Hassène Kilani* écrit – Le mouvement soi-disant islamiste n’est pas né d’une quelconque volonté des dirigeants actuels. Il est le fruit des avatars qu’a connus la Tunisie au cours des années soixante-dix.
A cette époque, il y avait deux courants politiques qui émergeaient et qui dérangeaient le Parti socialiste destourien (Psd, parti unique de l’époque) : le Mouvement des patriotes démocrates (Al Watad) et la gauche (qui fut affaiblie par l’interdiction du Parti communiste tunisien et certains de ses dirigeants réduits au silence). Mais les poches de résistance continuaient à militer cahin-caha, alors le gouvernement de Mohamed Mzali (alors Premier ministre) n’a pas trouvé mieux que d’encourager l’arabisation de l’enseignement et de laisser émerger un parti prétendant défendre l’islam. Un journal fut aussi autorisé à paraître en langue arabe pour les besoins de la cause.

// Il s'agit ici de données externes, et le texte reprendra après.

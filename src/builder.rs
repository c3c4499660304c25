//! Lays out a set of byte-range-producing extents into one flat,
//! random-access [`crate::stream::built::BuiltStream`] — the shared
//! machinery both the ISO-9660 builder (`iso9660::builder`) and any future
//! image builder use to go from "here are my pieces" to "here is one
//! stream I can copy to disk".

use crate::error::Result;
use crate::stream::built::BuiltStream;
use std::io::Write;

/// The default chunk size `write_to` copies in, matching the teacher's
/// `DEFAULT_CHUNK_SIZE` convention in `export.rs`.
pub const DEFAULT_CHUNK_SIZE: usize = 64 * 1024;

/// One placed, readable region of a built stream. Implementations own
/// whatever state producing their bytes needs (a file handle, an in-memory
/// buffer, a reference into another stream) and may defer opening that
/// state until `prepare_for_read`.
pub trait BuilderExtent: Send {
    fn start(&self) -> u64;
    fn length(&self) -> u64;

    /// Called once before the first `read_at` on this extent; a no-op for
    /// extents that need no setup.
    fn prepare_for_read(&mut self) -> Result<()> {
        Ok(())
    }

    /// Read `buf.len()` bytes (or fewer, at end-of-extent) starting
    /// `offset_in_extent` bytes into this extent.
    fn read_at(&mut self, offset_in_extent: u64, buf: &mut [u8]) -> Result<usize>;

    /// Called after the last read planned against this extent; a no-op by
    /// default, overridden by extents holding onto read-only scratch state
    /// (a decompression buffer, a cached grain) worth releasing early.
    fn dispose_read_state(&mut self) {}
}

/// Receives extents from a format-specific layout pass. `StreamBuilder`
/// implements this; a `FixExtents` closure is handed a `&mut dyn
/// BuilderExtentSink` so it can add extents without needing to know the
/// concrete builder type.
pub trait BuilderExtentSink {
    fn add_extent(&mut self, extent: Box<dyn BuilderExtent>);
}

/// A layout-fixing pass: given a sink to register extents against, lay out
/// whatever region it's responsible for and return the total stream length.
/// Format-specific builders (the ISO-9660 builder's path-table and
/// volume-descriptor regions, which depend on the final positions of
/// everything laid out before them) implement this as a closure.
pub type FixExtents = Box<dyn FnOnce(&mut dyn BuilderExtentSink) -> Result<u64>>;

/// Accumulates extents and produces one [`BuiltStream`] sorted by start
/// offset.
#[derive(Default)]
pub struct StreamBuilder {
    extents: Vec<Box<dyn BuilderExtent>>,
}

impl StreamBuilder {
    pub fn new() -> Self {
        Self {
            extents: Vec::new(),
        }
    }

    pub fn add_extent(&mut self, extent: Box<dyn BuilderExtent>) {
        self.extents.push(extent);
    }

    /// Run a format-specific fixing pass against this builder, returning
    /// whatever total length it computed.
    pub fn fix_extents(&mut self, fix: FixExtents) -> Result<u64> {
        fix(self)
    }

    pub fn build(mut self, total_length: u64) -> BuiltStream {
        self.extents.sort_by_key(|e| e.start());
        BuiltStream::new(self.extents, total_length)
    }
}

impl BuilderExtentSink for StreamBuilder {
    fn add_extent(&mut self, extent: Box<dyn BuilderExtent>) {
        self.extents.push(extent);
    }
}

/// Copy a built stream's full contents to `out`, `DEFAULT_CHUNK_SIZE` bytes
/// at a time.
pub fn write_to(stream: &mut BuiltStream, out: &mut impl Write) -> Result<()> {
    use crate::stream::SparseStream;

    let mut buf = vec![0u8; DEFAULT_CHUNK_SIZE];
    stream.set_position(0);
    loop {
        let n = stream.read_at(&mut buf)?;
        if n == 0 {
            break;
        }
        out.write_all(&buf[..n])?;
    }
    Ok(())
}

#[cfg(test)]
mod tests {
    use super::*;

    struct ZeroExtent {
        start: u64,
        length: u64,
    }

    impl BuilderExtent for ZeroExtent {
        fn start(&self) -> u64 {
            self.start
        }
        fn length(&self) -> u64 {
            self.length
        }
        fn read_at(&mut self, _offset_in_extent: u64, buf: &mut [u8]) -> Result<usize> {
            for b in buf.iter_mut() {
                *b = 0;
            }
            Ok(buf.len())
        }
    }

    #[test]
    fn build_sorts_out_of_order_extents() {
        let mut builder = StreamBuilder::new();
        builder.add_extent(Box::new(ZeroExtent { start: 8, length: 4 }));
        builder.add_extent(Box::new(ZeroExtent { start: 0, length: 4 }));
        let built = builder.build(12);
        let starts: Vec<u64> = built.extents().iter().map(|e| e.start).collect();
        assert_eq!(starts, vec![0, 8]);
    }

    #[test]
    fn write_to_copies_full_length() {
        let mut builder = StreamBuilder::new();
        builder.add_extent(Box::new(ZeroExtent {
            start: 0,
            length: 10,
        }));
        let mut built = builder.build(10);
        let mut out = Vec::new();
        write_to(&mut built, &mut out).unwrap();
        assert_eq!(out.len(), 10);
    }
}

Les barbus franchissent le rubicon
Dans le même temps, le journal ‘‘Le Phare’’ qui dérangeait fut acculé à une mort lente et a cessé d’éclairer l’opinion publique. Puis lentement, mais sûrement le nouveau parti sorti du néant [le Mouvement de tendance islamique, Mti, qui deviendra Ennahdha, Ndlr] commençait à bomber le torse. Un bras-de-fer commençait alors entre le géniteur et la progéniture, aboutissant à une démonstration de force qui a secoué le régime en place, d’autant plus que ce même régime a pu écarter le Mouvement des démocrates socialistes (Mds) des élections législatives grâce à des fraudes électorales en 1981. Tahar Belkhodja, alors ministre de l’Intérieur, l’a lui-même reconnu plus tard sur la chaine TV5 monde, en annonçant au président Bourguiba que «son» ministère a «nettoyé» les urnes.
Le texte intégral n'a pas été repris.